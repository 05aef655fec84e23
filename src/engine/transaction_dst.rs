//! Deterministic simulation testing for the transaction engine.
//!
//! Seeded, reproducible interleavings of two clients against one
//! `ServerState`, covering WATCH conflict detection, DISCARD, queue-time
//! errors and flush tainting. After every scenario the harness checks the
//! structural invariants of the watcher relation:
//!
//! - bidirectional consistency: a client sits in a per-key watcher list
//!   iff the pair is in its forward list, with matching multiplicity
//! - no duplicate `(db, key)` pairs within a client's forward list
//! - no key mapped to an empty watcher list (eager pruning)
//! - `queued_flags` equals the OR-fold of flags over the queue
//! - a non-empty queue implies an open MULTI
//!
//! ## Usage
//!
//! ```rust,ignore
//! for seed in 0..100 {
//!     let mut harness = TransactionDstHarness::with_seed(seed);
//!     harness.run(200);
//!     assert!(harness.result().is_success(), "seed {} failed", seed);
//! }
//! ```

use super::command::CommandFlags;
use super::resp::RespValue;
use super::session::ClientId;
use super::state::ServerState;
use bytes::Bytes;
use rand::{Rng, SeedableRng};
use rand_chacha::ChaCha8Rng;

/// Configuration for a transaction DST run.
#[derive(Debug, Clone)]
pub struct TransactionDstConfig {
    /// Random seed for reproducibility.
    pub seed: u64,
    /// Number of unique keys.
    pub num_keys: usize,
    /// Probability of the WATCH-conflict scenario.
    pub conflict_prob: f64,
    /// Probability of the DISCARD scenario.
    pub discard_prob: f64,
    /// Probability of an error scenario (nested MULTI, queue-time error, ...).
    pub error_prob: f64,
    /// Probability of the flush-while-watching scenario.
    pub flush_prob: f64,
}

impl Default for TransactionDstConfig {
    fn default() -> Self {
        TransactionDstConfig {
            seed: 0,
            num_keys: 20,
            conflict_prob: 0.25,
            discard_prob: 0.15,
            error_prob: 0.1,
            flush_prob: 0.05,
        }
    }
}

impl TransactionDstConfig {
    pub fn new(seed: u64) -> Self {
        TransactionDstConfig {
            seed,
            ..Default::default()
        }
    }

    pub fn high_conflict(seed: u64) -> Self {
        TransactionDstConfig {
            seed,
            num_keys: 5, // small key space = more conflicts
            conflict_prob: 0.5,
            discard_prob: 0.1,
            error_prob: 0.05,
            flush_prob: 0.05,
        }
    }

    pub fn error_heavy(seed: u64) -> Self {
        TransactionDstConfig {
            seed,
            error_prob: 0.3,
            discard_prob: 0.2,
            ..Default::default()
        }
    }
}

/// Result of one DST run.
#[derive(Debug, Clone)]
pub struct TransactionDstResult {
    pub seed: u64,
    pub total_operations: u64,
    pub watch_no_conflict: u64,
    pub watch_conflict: u64,
    pub simple_exec: u64,
    pub discards: u64,
    pub error_scenarios: u64,
    pub unwatch_scenarios: u64,
    pub flush_scenarios: u64,
    pub invariant_violations: Vec<String>,
}

impl TransactionDstResult {
    fn new(seed: u64) -> Self {
        TransactionDstResult {
            seed,
            total_operations: 0,
            watch_no_conflict: 0,
            watch_conflict: 0,
            simple_exec: 0,
            discards: 0,
            error_scenarios: 0,
            unwatch_scenarios: 0,
            flush_scenarios: 0,
            invariant_violations: Vec::new(),
        }
    }

    pub fn is_success(&self) -> bool {
        self.invariant_violations.is_empty()
    }

    pub fn summary(&self) -> String {
        format!(
            "Seed {}: {} ops (no_conflict:{}, conflict:{}, exec:{}, discard:{}, error:{}, unwatch:{}, flush:{}), {} violations",
            self.seed,
            self.total_operations,
            self.watch_no_conflict,
            self.watch_conflict,
            self.simple_exec,
            self.discards,
            self.error_scenarios,
            self.unwatch_scenarios,
            self.flush_scenarios,
            self.invariant_violations.len()
        )
    }
}
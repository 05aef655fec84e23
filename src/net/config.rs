//! Server configuration, loaded from environment variables:
//!
//! - `ATOMKV_BIND`: listen address (default `127.0.0.1:6379`)
//! - `ATOMKV_REPLICA_READ_ONLY`: refuse client writes while a replica
//!   (default `true`)

#[derive(Debug, Clone)]
pub struct ServerConfig {
    pub bind_addr: String,
    pub replica_read_only: bool,
}

impl Default for ServerConfig {
    fn default() -> Self {
        ServerConfig {
            bind_addr: "127.0.0.1:6379".to_string(),
            replica_read_only: true,
        }
    }
}

impl ServerConfig {
    pub fn from_env() -> Self {
        ServerConfig {
            bind_addr: std::env::var("ATOMKV_BIND")
                .unwrap_or_else(|_| "127.0.0.1:6379".to_string()),
            replica_read_only: std::env::var("ATOMKV_REPLICA_READ_ONLY")
                .map(|v| v != "false" && v != "0")
                .unwrap_or(true),
        }
    }
}
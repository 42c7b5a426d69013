//! Cross-supplier product matching.

pub mod grouping;
pub mod normalize;
pub mod similarity;

pub use grouping::{GroupingStrategy, MatchThresholds, ProductMatcher};
pub use similarity::TermVectorSimilarity;
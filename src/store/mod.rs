//! Flat JSON file holding every scraped product.

use crate::models::Product;
use std::collections::HashSet;
use std::fs;
use std::io;
use std::path::{Path, PathBuf};
use thiserror::Error;
use tracing::{debug, info, warn};

#[derive(Error, Debug)]
pub enum StoreError {
    #[error("{} not found", .0.display())]
    NotFound(PathBuf),
    #[error("I/O error on {}: {source}", .path.display())]
    Io {
        path: PathBuf,
        #[source]
        source: io::Error,
    },
    #[error("Malformed data file {}: {source}", .path.display())]
    Json {
        path: PathBuf,
        #[source]
        source: serde_json::Error,
    },
}

/// Outcome of [`JsonStore::merge_save`]
#[derive(Debug, Clone, Copy, PartialEq, Eq)]
pub struct MergeReport {
    pub existing: usize,
    pub added: usize,
    pub skipped: usize,
}

pub struct JsonStore {
    path: PathBuf,
}

impl JsonStore {
    pub fn new(path: impl Into<PathBuf>) -> Self {
        Self { path: path.into() }
    }

    pub fn path(&self) -> &Path {
        &self.path
    }

    pub fn load(&self) -> Result<Vec<Product>, StoreError> {
        let raw = fs::read_to_string(&self.path).map_err(|source| {
            if source.kind() == io::ErrorKind::NotFound {
                StoreError::NotFound(self.path.clone())
            } else {
                StoreError::Io {
                    path: self.path.clone(),
                    source,
                }
            }
        })?;
        serde_json::from_str(&raw).map_err(|source| StoreError::Json {
            path: self.path.clone(),
            source,
        })
    }

    /// Append records whose url is not stored yet and rewrite the file.
    ///
    /// An unreadable existing file is treated as empty.
    pub fn merge_save(&self, records: Vec<Product>) -> Result<MergeReport, StoreError> {
        let mut all = match self.load() {
            Ok(existing) => existing,
            Err(StoreError::NotFound(_)) => Vec::new(),
            Err(e) => {
                warn!("Starting from an empty store: {}", e);
                Vec::new()
            }
        };
        let existing = all.len();

        let mut seen: HashSet<String> = all.iter().map(|p| p.url.clone()).collect();
        let mut skipped = 0;
        for record in records {
            if seen.insert(record.url.clone()) {
                all.push(record);
            } else {
                skipped += 1;
            }
        }
        let added = all.len() - existing;
        debug!("Merged {} new records, skipped {} duplicates", added, skipped);

        self.write(&all)?;
        info!("Saved {} products to {}", all.len(), self.path.display());

        Ok(MergeReport {
            existing,
            added,
            skipped,
        })
    }

    fn write(&self, products: &[Product]) -> Result<(), StoreError> {
        let io_err = |source| StoreError::Io {
            path: self.path.clone(),
            source,
        };

        if let Some(parent) = self.path.parent().filter(|p| !p.as_os_str().is_empty()) {
            fs::create_dir_all(parent).map_err(io_err)?;
        }

        let json = serde_json::to_string_pretty(products).map_err(|source| StoreError::Json {
            path: self.path.clone(),
            source,
        })?;

        let tmp = self.path.with_extension("json.tmp");
        fs::write(&tmp, json).map_err(io_err)?;
        fs::rename(&tmp, &self.path).map_err(io_err)?;
        Ok(())
    }
}

#[cfg(test)]
mod tests {
    use super::*;
    use crate::models::fixtures::product;
    use tempfile::tempdir;

    #[test]
    fn missing_file_is_not_found() {
        let dir = tempdir().unwrap();
        let store = JsonStore::new(dir.path().join("materials.json"));
        assert!(matches!(store.load(), Err(StoreError::NotFound(_))));
    }

    #[test]
    fn saving_same_url_twice_keeps_one_copy() {
        let dir = tempdir().unwrap();
        let store = JsonStore::new(dir.path().join("data").join("materials.json"));
        let record = product("Vasque", "ManoMano", "https://www.manomano.fr/p/1");

        let first = store.merge_save(vec![record.clone()]).unwrap();
        assert_eq!(first, MergeReport { existing: 0, added: 1, skipped: 0 });

        let second = store.merge_save(vec![record.clone()]).unwrap();
        assert_eq!(second, MergeReport { existing: 1, added: 0, skipped: 1 });

        let stored = store.load().unwrap();
        assert_eq!(stored.len(), 1);
        assert_eq!(stored[0].url, record.url);
    }

    #[test]
    fn duplicates_within_a_batch_are_dropped() {
        let dir = tempdir().unwrap();
        let store = JsonStore::new(dir.path().join("materials.json"));
        let a = product("Vasque", "ManoMano", "u1");
        let b = product("Vasque bis", "ManoMano", "u1");
        let c = product("Lavabo", "Castorama", "u2");

        let report = store.merge_save(vec![a, b, c]).unwrap();
        assert_eq!(report.added, 2);
        let names: Vec<_> = store.load().unwrap().into_iter().map(|p| p.name).collect();
        assert_eq!(names, vec!["Vasque", "Lavabo"]);
    }

    #[test]
    fn existing_records_stay_first_and_unchanged() {
        let dir = tempdir().unwrap();
        let store = JsonStore::new(dir.path().join("materials.json"));
        store.merge_save(vec![product("Old", "Castorama", "u1")]).unwrap();

        let mut updated = product("New name", "Castorama", "u1");
        updated.price = Some("1 €".to_string());
        store
            .merge_save(vec![updated, product("Other", "ManoMano", "u2")])
            .unwrap();

        let stored = store.load().unwrap();
        assert_eq!(stored[0].name, "Old");
        assert_eq!(stored[1].name, "Other");
    }

    #[test]
    fn malformed_file_is_replaced() {
        let dir = tempdir().unwrap();
        let path = dir.path().join("materials.json");
        fs::write(&path, "{not json").unwrap();
        let store = JsonStore::new(&path);

        let report = store.merge_save(vec![product("Vasque", "ManoMano", "u1")]).unwrap();
        assert_eq!(report.existing, 0);
        assert_eq!(store.load().unwrap().len(), 1);
    }

    #[test]
    fn writes_utf8_without_escaping() {
        let dir = tempdir().unwrap();
        let path = dir.path().join("materials.json");
        let store = JsonStore::new(&path);
        store.merge_save(vec![product("Évier céramique", "Castorama", "u1")]).unwrap();

        let raw = fs::read_to_string(&path).unwrap();
        assert!(raw.contains("Évier céramique"));
        assert!(raw.starts_with("[\n"));
    }
}
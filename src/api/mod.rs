//! HTTP surface: the JSON query API and the HTML dashboard.

pub mod dashboard;

use crate::matching::{ProductMatcher, TermVectorSimilarity};
use crate::models::Product;
use crate::store::{JsonStore, StoreError};
use actix_web::{get, web, App, HttpResponse, HttpServer, Responder};
use anyhow::{Context, Result};
use serde_json::json;
use std::path::PathBuf;
use tracing::{error, info};

/// Shared by every worker
pub struct AppState {
    pub store: JsonStore,
    pub matcher: ProductMatcher<TermVectorSimilarity>,
}

impl AppState {
    pub fn new(data_path: impl Into<PathBuf>) -> Self {
        Self {
            store: JsonStore::new(data_path),
            matcher: ProductMatcher::new(TermVectorSimilarity::new()),
        }
    }
}

/// Records whose category labels or path fields contain `query`, ignoring case
pub fn filter_by_category<'a>(products: &'a [Product], query: &str) -> Vec<&'a Product> {
    let query = query.to_lowercase();
    products
        .iter()
        .filter(|p| {
            p.category
                .labels()
                .chain(p.path_fields())
                .any(|label| label.to_lowercase().contains(&query))
        })
        .collect()
}

fn store_error_response(e: &StoreError) -> HttpResponse {
    match e {
        StoreError::NotFound(_) => {
            HttpResponse::NotFound().json(json!({ "error": "materials.json not found" }))
        }
        other => {
            error!("Failed to read product data: {}", other);
            HttpResponse::InternalServerError().json(json!({ "error": other.to_string() }))
        }
    }
}

#[get("/")]
async fn index() -> impl Responder {
    HttpResponse::Ok().json(json!({
        "message": "Welcome to the materials API. Use /materials/{category} to query products."
    }))
}

#[get("/healthz")]
async fn healthz() -> impl Responder {
    HttpResponse::Ok().body("ok")
}

#[get("/materials/{category}")]
async fn materials(state: web::Data<AppState>, category: web::Path<String>) -> impl Responder {
    match state.store.load() {
        Ok(products) => {
            let hits = filter_by_category(&products, &category);
            info!("/materials/{} -> {} products", category, hits.len());
            HttpResponse::Ok().json(hits)
        }
        Err(e) => store_error_response(&e),
    }
}

/// Register every route; shared by the server and the tests
pub fn routes(cfg: &mut web::ServiceConfig) {
    cfg.service(index)
        .service(healthz)
        .service(materials)
        .service(dashboard::browse)
        .service(dashboard::compare);
}

pub async fn serve(host: &str, port: u16, data_path: PathBuf) -> Result<()> {
    info!("Serving {} on http://{}:{}", data_path.display(), host, port);
    let state = web::Data::new(AppState::new(data_path));

    HttpServer::new(move || App::new().app_data(state.clone()).configure(routes))
        .bind((host, port))
        .with_context(|| format!("Failed to bind {host}:{port}"))?
        .run()
        .await
        .context("API server stopped with an error")?;
    Ok(())
}
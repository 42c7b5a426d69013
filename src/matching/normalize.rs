//! Text normalization for product names and category paths.

/// French and English function words, accent-folded
const STOP_WORDS: &[&str] = &[
    // French
    "a", "au", "aux", "avec", "ce", "ces", "cet", "cette", "d", "dans", "de", "des", "du", "elle",
    "elles", "en", "est", "et", "il", "ils", "je", "l", "la", "le", "les", "leur", "leurs", "lui",
    "ma", "mais", "me", "mes", "moins", "mon", "n", "ne", "nos", "notre", "nous", "on", "ou", "par",
    "pas", "plus", "pour", "qu", "que", "qui", "s", "sa", "sans", "se", "ses", "son", "sont", "sur",
    "sous", "t", "ta", "te", "tes", "ton", "tres", "tu", "un", "une", "vos", "votre", "vous", "y",
    // English
    "an", "and", "are", "as", "at", "be", "by", "for", "from", "in", "is", "it", "its", "of", "on",
    "or", "the", "this", "that", "these", "those", "to", "with", "without",
];

fn fold_accent(c: char) -> char {
    match c {
        'à' | 'â' | 'ä' | 'á' => 'a',
        'é' | 'è' | 'ê' | 'ë' => 'e',
        'î' | 'ï' | 'í' => 'i',
        'ô' | 'ö' | 'ó' => 'o',
        'ù' | 'û' | 'ü' | 'ú' => 'u',
        'ç' => 'c',
        'ÿ' => 'y',
        other => other,
    }
}

/// Reduce a folded token to a rough lemma: plural, `-eaux` and `-aux` forms
pub fn lemmatize(token: &str) -> String {
    if token.chars().all(|c| c.is_ascii_digit()) {
        return token.to_string();
    }
    let len = token.chars().count();
    let plural = (token.ends_with('s') && !token.ends_with("ss")) || token.ends_with("ux");
    if len > 4 && token.ends_with("eaux") {
        token[..token.len() - 1].to_string()
    } else if len > 4 && token.ends_with("aux") {
        format!("{}al", &token[..token.len() - 3])
    } else if len > 4 && token.ends_with("ies") {
        format!("{}y", &token[..token.len() - 3])
    } else if len > 3 && plural {
        token[..token.len() - 1].to_string()
    } else {
        token.to_string()
    }
}

/// Lower-cases, strips punctuation and stop words, lemmatizes what remains
#[derive(Debug, Clone, Default)]
pub struct Normalizer;

impl Normalizer {
    pub fn new() -> Self {
        Self
    }

    pub fn normalize(&self, text: &str) -> String {
        let folded: String = text.chars().flat_map(char::to_lowercase).map(fold_accent).collect();
        folded
            .split(|c: char| !c.is_alphanumeric())
            .filter(|token| !token.is_empty() && !STOP_WORDS.contains(token))
            .map(lemmatize)
            .collect::<Vec<_>>()
            .join(" ")
    }
}

#[cfg(test)]
mod tests {
    use super::*;

    #[test]
    fn strips_stop_words_and_punctuation() {
        let n = Normalizer::new();
        assert_eq!(n.normalize("Vasque à poser, blanche (60 cm)"), "vasque poser blanche 60 cm");
        assert_eq!(n.normalize("Salle_de_bain"), "salle bain");
    }

    #[test]
    fn lemmatizes_plurals() {
        let n = Normalizer::new();
        assert_eq!(n.normalize("Carreaux muraux"), "carreau mural");
        assert_eq!(n.normalize("Bijoux inox"), "bijou inox");
        assert_eq!(n.normalize("Robinets mitigeurs"), "robinet mitigeur");
        assert_eq!(n.normalize("Batteries"), "battery");
        assert_eq!(n.normalize("Verre"), "verre");
        assert_eq!(n.normalize("Cross 2x"), "cross 2x");
    }

    #[test]
    fn empty_and_stop_only_text_normalizes_to_empty() {
        let n = Normalizer::new();
        assert_eq!(n.normalize(""), "");
        assert_eq!(n.normalize("   "), "");
        assert_eq!(n.normalize("de la"), "");
    }
}
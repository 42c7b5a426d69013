use crate::scrapers::listing::parse_selector;
use crate::scrapers::traits::{CategoryDiscoverer, PageSource};
use crate::scrapers::types::{DiscoveredCategory, PageRequest};
use anyhow::Result;
use async_trait::async_trait;
use scraper::Html;
use std::collections::HashSet;
use std::sync::Arc;
use tracing::{debug, info};
use url::Url;

/// Discovers categories from the links inside one container of the home page
pub struct LinkListDiscoverer {
    source: Arc<dyn PageSource>,
    base_url: String,
    container_selector: String,
    limit: usize,
}

impl LinkListDiscoverer {
    pub fn new(
        source: Arc<dyn PageSource>,
        base_url: impl Into<String>,
        container_selector: impl Into<String>,
        limit: usize,
    ) -> Self {
        Self {
            source,
            base_url: base_url.into(),
            container_selector: container_selector.into(),
            limit,
        }
    }
}

/// Category links inside `container_selector`, keyed by their snake-cased text.
///
/// Duplicate keys get `_2`, `_3`, ... suffixes.
pub fn parse_menu_links(
    html: &str,
    container_selector: &str,
    base_url: &str,
    limit: usize,
) -> Result<Vec<DiscoveredCategory>> {
    let container = parse_selector(container_selector)?;
    let link = parse_selector("a[href]")?;
    let document = Html::parse_document(html);
    let base = Url::parse(base_url.trim_end_matches('/')).ok();

    let mut discovered = Vec::new();
    let mut seen = HashSet::new();
    let Some(section) = document.select(&container).next() else {
        debug!("Menu container {} not found", container_selector);
        return Ok(discovered);
    };

    for anchor in section.select(&link) {
        if discovered.len() >= limit {
            break;
        }
        let text = anchor.text().collect::<String>().trim().to_lowercase();
        if text.is_empty() {
            continue;
        }
        let Some(href) = anchor.value().attr("href") else {
            continue;
        };
        let url = match base.as_ref().and_then(|b| b.join(href).ok()) {
            Some(url) => url.to_string(),
            None => href.to_string(),
        };

        let base_key = text.replace(' ', "_");
        let mut key = base_key.clone();
        let mut suffix = 2;
        while seen.contains(&key) {
            key = format!("{}_{}", base_key, suffix);
            suffix += 1;
        }
        seen.insert(key.clone());
        discovered.push(DiscoveredCategory::named(key, url));
    }

    Ok(discovered)
}

#[async_trait]
impl CategoryDiscoverer for LinkListDiscoverer {
    async fn discover(&self) -> Result<Vec<DiscoveredCategory>> {
        info!("Discovering categories from {}", self.base_url);
        let request = PageRequest::new(self.base_url.as_str())
            .waiting_for(self.container_selector.as_str());
        let html = self.source.fetch(&request).await?;
        parse_menu_links(&html, &self.container_selector, &self.base_url, self.limit)
    }

    fn strategy_name(&self) -> &'static str {
        "links"
    }
}
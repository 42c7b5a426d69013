mod api;
mod config;
mod matching;
mod models;
mod scrapers;
mod store;

use anyhow::Result;
use clap::{Parser, Subcommand};
use crate::config::{ScraperConfig, DEFAULT_CONFIG_PATH, DEFAULT_DATA_PATH, ENV_FILE_NAME};
use crate::matching::{GroupingStrategy, MatchThresholds, ProductMatcher, TermVectorSimilarity};
use crate::scrapers::RunOptions;
use crate::store::JsonStore;
use std::path::{Path, PathBuf};
use tracing::{info, warn};
use tracing_subscriber::EnvFilter;

/// Building material scraper and price comparison
#[derive(Parser, Debug)]
#[command(name = "material-scout", version, about)]
struct Cli {
    /// Enable debug logging
    #[arg(short, long, global = true)]
    verbose: bool,

    #[command(subcommand)]
    command: Command,
}

#[derive(Subcommand, Debug)]
enum Command {
    /// Scrape supplier listings and merge them into the data file
    Scrape {
        /// Supplier name, or `all`
        #[arg(short, long, default_value = "all")]
        supplier: String,

        #[arg(short, long, default_value = DEFAULT_CONFIG_PATH)]
        config: PathBuf,

        /// Data file; defaults to the config's output_path
        #[arg(short, long)]
        output: Option<PathBuf>,

        /// Show the browser window
        #[arg(long)]
        headed: bool,

        /// Where to dump the last page's HTML and screenshot when a wait fails
        #[arg(long)]
        debug_dir: Option<PathBuf>,
    },
    /// Serve the JSON API and the dashboard
    Serve {
        #[arg(long, default_value = "127.0.0.1")]
        host: String,

        #[arg(short, long, default_value_t = 8000)]
        port: u16,

        /// Data file; defaults to the config's output_path
        #[arg(short, long)]
        data: Option<PathBuf>,

        #[arg(short, long, default_value = DEFAULT_CONFIG_PATH)]
        config: PathBuf,
    },
    /// Print products sold by more than one supplier
    Compare {
        #[arg(short, long, default_value = DEFAULT_DATA_PATH)]
        data: PathBuf,

        /// Also print the normalized view of products containing this keyword
        #[arg(short, long)]
        keyword: Option<String>,

        /// Group by connected components instead of greedy absorption
        #[arg(long)]
        connected: bool,

        /// Name similarity a pair must exceed
        #[arg(long, default_value_t = 0.6)]
        name_threshold: f64,

        /// Category similarity a pair must exceed
        #[arg(long, default_value_t = 0.5)]
        category_threshold: f64,
    },
}

fn init_logging(verbose: bool) {
    let default = if verbose { "debug" } else { "info" };
    let filter = EnvFilter::try_from_default_env().unwrap_or_else(|_| EnvFilter::new(default));
    tracing_subscriber::fmt().with_env_filter(filter).init();
}

/// `explicit`, else the config's output path, else the default data path
fn resolve_data_path(explicit: Option<PathBuf>, config_path: &Path) -> PathBuf {
    if let Some(path) = explicit {
        return path;
    }
    match ScraperConfig::load(config_path) {
        Ok(config) => config.output_path,
        Err(e) => {
            warn!("Using {}: {:#}", DEFAULT_DATA_PATH, e);
            PathBuf::from(DEFAULT_DATA_PATH)
        }
    }
}

async fn scrape(
    supplier: &str,
    config_path: &Path,
    output: Option<PathBuf>,
    options: RunOptions,
) -> Result<()> {
    let config = ScraperConfig::load(config_path)?;
    info!("🧱 Material Scout - scraping '{}'", supplier);

    let products = scrapers::run(&config, supplier, &options).await?;
    info!("✅ Scraped {} products", products.len());

    let store = JsonStore::new(output.unwrap_or_else(|| config.output_path.clone()));
    let report = store.merge_save(products)?;
    info!(
        "💾 {} new, {} already stored, {} total in {}",
        report.added,
        report.skipped,
        report.existing + report.added,
        store.path().display()
    );
    Ok(())
}

fn compare(
    data: &Path,
    keyword: Option<&str>,
    strategy: GroupingStrategy,
    thresholds: MatchThresholds,
) -> Result<()> {
    let products = JsonStore::new(data).load()?;
    let matcher = ProductMatcher::new(TermVectorSimilarity::new())
        .with_strategy(strategy)
        .with_thresholds(thresholds);
    info!(
        "Comparing {} products ({:?}, name > {}, category > {})",
        products.len(),
        matcher.strategy(),
        thresholds.name,
        thresholds.category
    );

    if let Some(keyword) = keyword {
        println!("Normalized products containing '{}':", keyword);
        for entry in matcher.debug_matches(&products, keyword) {
            println!("  [{}] {}", entry.product.supplier, entry.product.name);
            println!("      name:     {}", entry.name);
            println!("      category: {} ({})", entry.category, entry.raw_categories);
        }
        println!();
    }

    let groups = matcher.group(&products);
    if groups.is_empty() {
        println!("No matching products found across suppliers.");
        return Ok(());
    }
    for (i, group) in groups.iter().enumerate() {
        println!("{}. {} ({} suppliers)", i + 1, group.title(), group.supplier_count());
        for product in &group.members {
            println!(
                "   {:<12} {:>12}  {}",
                product.supplier,
                product.price.as_deref().unwrap_or("-"),
                product.name
            );
            println!("   {:<12} {:>12}  {}", "", "", product.url);
        }
        println!();
    }
    Ok(())
}

#[tokio::main]
async fn main() -> Result<()> {
    let cli = Cli::parse();
    init_logging(cli.verbose);

    match cli.command {
        Command::Scrape {
            supplier,
            config,
            output,
            headed,
            debug_dir,
        } => {
            let options = RunOptions {
                headed,
                debug_dir,
                env_file: Some(config.with_file_name(ENV_FILE_NAME)),
            };
            scrape(&supplier, &config, output, options).await
        }
        Command::Serve {
            host,
            port,
            data,
            config,
        } => {
            let data = resolve_data_path(data, &config);
            api::serve(&host, port, data).await
        }
        Command::Compare {
            data,
            keyword,
            connected,
            name_threshold,
            category_threshold,
        } => {
            let strategy = if connected {
                GroupingStrategy::Connected
            } else {
                GroupingStrategy::Greedy
            };
            let thresholds = MatchThresholds {
                name: name_threshold,
                category: category_threshold,
            };
            compare(&data, keyword.as_deref(), strategy, thresholds)
        }
    }
}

┄┄┄┄┄┄┄┄┄┄

* WORK ITEM
Whichever lines of the records above hold the word "folded" should all be copied out.

* WRITTEN RESPONSE
/// French and English function words, accent-folded
/// Reduce a folded token to a rough lemma: plural, `-eaux` and `-aux` forms
        let folded: String = text.chars().flat_map(char::to_lowercase).map(fold_accent).collect();
        folded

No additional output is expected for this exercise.